Hay entrevistas que duran menos de 20 minutos y con este tipo de actuaciones no hacemos más que desacreditar nuestra profesión. En menos de 20 minutos, por lo general, no se puede hacer una idea clara de un candidato para cualquier puesto de trabajo. Hay profesionales de los recursos humanos que dedican más tiempo para tomarse un café que para realizar una entrevista de trabajo y con esto que cada uno que saque sus propias conclusiones.

Luego nos quejamos de que los candidatos mienten en sus CV, sin embargo, ¿qué ejemplo les estamos dando muchas veces los profesionales de los recursos humanos? Les pedimos puntualidad, seriedad, humildad, sinceridad, veracidad, etc. a ellos en sus candidaturas y nosotros muchas veces no les damos a ellos esto. ¿Cuántos profesionales de los recursos humanos mienten a los candidatos en las condiciones a ofrecerles, en el tipo de puesto, etc.?

Esto se ha convertido en un teatro en ver qué parte hace mejor su papel y finalmente se lleva el gato al agua. Sin embargo, seamos realistas y ninguna parte gana. Si un profesional de recursos humanos miente a un candidato y, por ello, acepta el puesto tarde a temprano al incorporarse al puesto se dará cuenta de la realidad. La perjudicada, en este caso, la empresa que es la que ha dado mala imagen a través de la persona que hacía las entrevistas. Si miente el candidato puede que consiga una vez el puesto, sin embargo, se está mintiendo a el mismo y se desacredita el solo.

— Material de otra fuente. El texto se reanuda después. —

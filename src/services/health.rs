use crate::error::Result;
use crate::http::HttpClient;
use crate::models::Health;

#[async_trait::async_trait]
pub trait HealthApi: Send + Sync {
    async fn health(&self) -> Result<Health>;
}

#[derive(Clone)]
pub struct HttpHealthApi {
    http: HttpClient,
}

impl HttpHealthApi {
    #[must_use]
    pub const fn new(http: HttpClient) -> Self {
        Self { http }
    }
}

#[async_trait::async_trait]
impl HealthApi for HttpHealthApi {
    async fn health(&self) -> Result<Health> {
        self.http.get("/health", &[]).await
    }
}
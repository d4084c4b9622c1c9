mod anime;
mod calendar;
mod health;
mod init;
mod jobs;
mod resources;
mod search;
mod subscriptions;
mod tasks;

pub use anime::{cmd_anime_info, cmd_episodes};
pub use calendar::cmd_calendar;
pub use health::cmd_health;
pub use init::cmd_init;
pub use jobs::cmd_jobs;
pub use resources::cmd_resources;
pub use search::cmd_search;
pub use subscriptions::cmd_subscriptions;
pub use tasks::cmd_tasks;

use super::Commands;
use crate::state::AppState;

/// Runs a command that talks to the backend.
pub async fn dispatch(state: &AppState, command: Commands) -> anyhow::Result<()> {
    match command {
        Commands::Init => cmd_init(),
        Commands::Calendar { refresh, day } => cmd_calendar(state, refresh, day).await,
        Commands::Info { id, from } => cmd_anime_info(state, id, from.as_deref()).await,
        Commands::Episodes {
            id,
            kind,
            limit,
            offset,
        } => cmd_episodes(state, id, kind, limit, offset).await,
        Commands::Resources(args) => cmd_resources(state, args).await,
        Commands::Search {
            query,
            page,
            resume,
        } => cmd_search(state, &query.join(" "), page, resume).await,
        Commands::Tasks { command } => cmd_tasks(state, command).await,
        Commands::Jobs { command } => cmd_jobs(state, command).await,
        Commands::Subscriptions { command } => cmd_subscriptions(state, command).await,
        Commands::Health => cmd_health(state).await,
    }
}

Las empresas tienen que plantearse seriamente varias preguntas ¿Dais la importancia necesaria a la selección en vuestras compañías? ¿Marcáis las pautas sobre el tipo de candidatos que queréis que seleccionen? ¿Os preocupáis por saber lo que dicen vuestros profesionales de recursos humanos en las entrevistas de trabajo?

Habrá quienes sean conscientes de esto, y para ellos, me callo, pero habrá quienes no estén realizando su trabajo en condiciones; en muchas ocasiones, los profesionales de los recursos humanos siguen indicaciones de sus organizaciones aunque no siempre. Si los empresarios no dan importancia a sus profesionales de recursos humanos, ¿cómo van a dar ellos importancia al trabajo que tienen que realizar?

Hay veces que los profesionales de recursos humanos nos justificamos de no hacer bien nuestro trabajo en no tener tiempo y esto es una mera excusa. Lo que más cuenta es querer hacerlo porque tiempo siempre hay para lo que cada uno queramos.

Tenemos que volver a recuperar la normalidad y conseguir dar, de nuevo, seriedad e importancia a nivel global a la selección de personas. Tenemos que tener profesionales que disfruten con la realización de este trabajo y que se dediquen a esto porque realmente les gusta.